BEGIN SOURCE MATERIAL

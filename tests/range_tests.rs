use chrono::NaiveDate;
use presencia::utils::date::parse_range;
use presencia::utils::formatting::{hours2readable, ratio2readable};

fn d(y: i32, m: u32, day: u32) -> NaiveDate {
    NaiveDate::from_ymd_opt(y, m, day).expect("valid date")
}

#[test]
fn test_parse_range_tokens() {
    assert_eq!(parse_range("all").expect("all"), None);
    assert_eq!(
        parse_range("2025").expect("year"),
        Some((d(2025, 1, 1), d(2025, 12, 31)))
    );
    assert_eq!(
        parse_range("2024-02").expect("month"),
        Some((d(2024, 2, 1), d(2024, 2, 29)))
    );
    assert_eq!(
        parse_range("2025-09-15").expect("day"),
        Some((d(2025, 9, 15), d(2025, 9, 15)))
    );
    assert_eq!(
        parse_range("2025-11:2026-01").expect("month range"),
        Some((d(2025, 11, 1), d(2026, 1, 31)))
    );
}

#[test]
fn test_parse_range_errors() {
    assert!(parse_range("2025-13").is_err());
    assert!(parse_range("2025-09:2025").is_err());
    assert!(parse_range("2025-10:2025-09").is_err());
    assert!(parse_range("last week").is_err());
}

#[test]
fn test_readable_hours_and_ratio() {
    assert_eq!(hours2readable(7.5), "07h 30m");
    assert_eq!(hours2readable(0.0), "00h 00m");
    assert_eq!(ratio2readable(1.25), "1.25x");
    assert_eq!(ratio2readable(0.0), "--");
}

END SOURCE MATERIAL

Whenever a line includes the word "month", pull it out of the entries.

— ANSWER SPACE —
        parse_range("2024-02").expect("month"),
        parse_range("2025-11:2026-01").expect("month range"),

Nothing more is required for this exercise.